In present study, majority (94%) of AWC had adequate food storage space which is similar to study conducted by Neelam Kumar et al [6]. Whereas in other studies conducted by Smaranita Sabat et al. [1], and Manisha Dhinwa et al. [5], the centres had inadequate food storage space. In this study, all AWCs used LPG as fuel for cooking. While in the studies conducted by Neelam Kumar et al. [6], and Siddalingappa H et al. [7], majority of the centres used LPG for cooking. In the present study, all AWCs had sufficient utensils, similarly in a study conducted by Gill KPK et al. [8], majority of the centres had sufficient utensils.
Logistics of the Anganwadi Centre
In present study, all AWCs had registers up to date, which was similar to the studies done by Baseer MA et al. [13], and Thakur K et al [14]. While in another study conducted by Anuj Kapoor et al. [3], majority (94.5%) of the centres had registers up to date. In this study, all AWCs had Salter’s weighing scale. While in other studies, the majority of them had Salter’s weighing scale [1-8]. In present study, all AWCs had Adult weighing scale. In present study, all centres had indoor playing kit which is similar to study conducted by Manisha Dhinwa et al [5]. In present study, 65% of AWCs do not have outdoor playing kit but in the study conducted by Manisha Dhinwa et al. [5], majority of the centres had outdoor playing kit available. In this study, all AWCs had a pre-school education kit. Similar results were noted in other studies [1-9]. In the present study, all centres had growth charts. While in other studies conducted by Anuj Kapoor et al. [3], and Janki Bartwal et al. [9], majority of the centres had growth charts. In the present study, all AWC had IEC materials. In several other studies, the majority of anganwadi centres had IEC materials [1-5]. In the present study, the majority (68%) did not have a medicine kit. Whereas, in other studies it was noted as majority of them had medicine kit [1-15]. In this study, all AWCs had MCP cards, whereas in another study conducted by Smaranita Sabat et al. [1], the majority (95.8%) of them had MCP cards.

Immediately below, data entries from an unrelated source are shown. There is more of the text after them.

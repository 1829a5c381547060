//! Core domain types for the Wayfinder geo-resolution engine.
//!
//! The crate defines the canonical query and result types, the provider
//! capability traits, and the error taxonomy shared by every adapter. It
//! performs no I/O: HTTP adapters live in `wayfinder-providers` and the
//! fallback machinery in `wayfinder-resolver`.
//!
//! Constructors that take values from outside the engine return `Result`
//! to surface invalid input early.

#![forbid(unsafe_code)]

pub mod error;
pub mod location;
pub mod provider;
pub mod route;

pub use error::{ErrorKind, FailureOutcome, Operation, ProviderError, ProviderFailure, ResolveError};
pub use location::{Coordinate, CoordinateError, LocationQuery, MAX_QUERY_CHARS};
pub use provider::{Capabilities, GeocodingProvider, ProviderSpec, Resolution, RoutingProvider};
pub use route::{
    ParseVehicleProfileError, RouteKey, RouteQuery, RouteResult, RouteResultError, VehicleProfile,
};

Grading on the Basis of Presence of Infrastructure and Logistics
In the present study, the majority (65.7%) of the AWCs were graded as good on the basis of the presence of infrastructure and all of the them were graded as good on the basis of the presence of logistics. In the study conducted by Manisha Dhinwa et al. [5], only 46.6% of the AWCs were graded as average on the basis of presence of infrastructure.
LIMITATIONS
Because of short study duration, all anganwadi centres in the urban area of Raichur could not be included in the study.
RECOMMENDATION
Further studies are needed to assess the impact of infrastructure and logistics of anganwadi centres on health and nutrition of children.
CONCLUSION
This study revealed that majority of the anganwadi centres were not built according to the norms since most of the buildings are rented. Majority (66%) of anganwadi centres were graded as Good on the basis of presence of infrastructure and logistics. Even though they were graded as good some anganwadi centres need to strengthen and require higher quality services which helps in improving child health and development.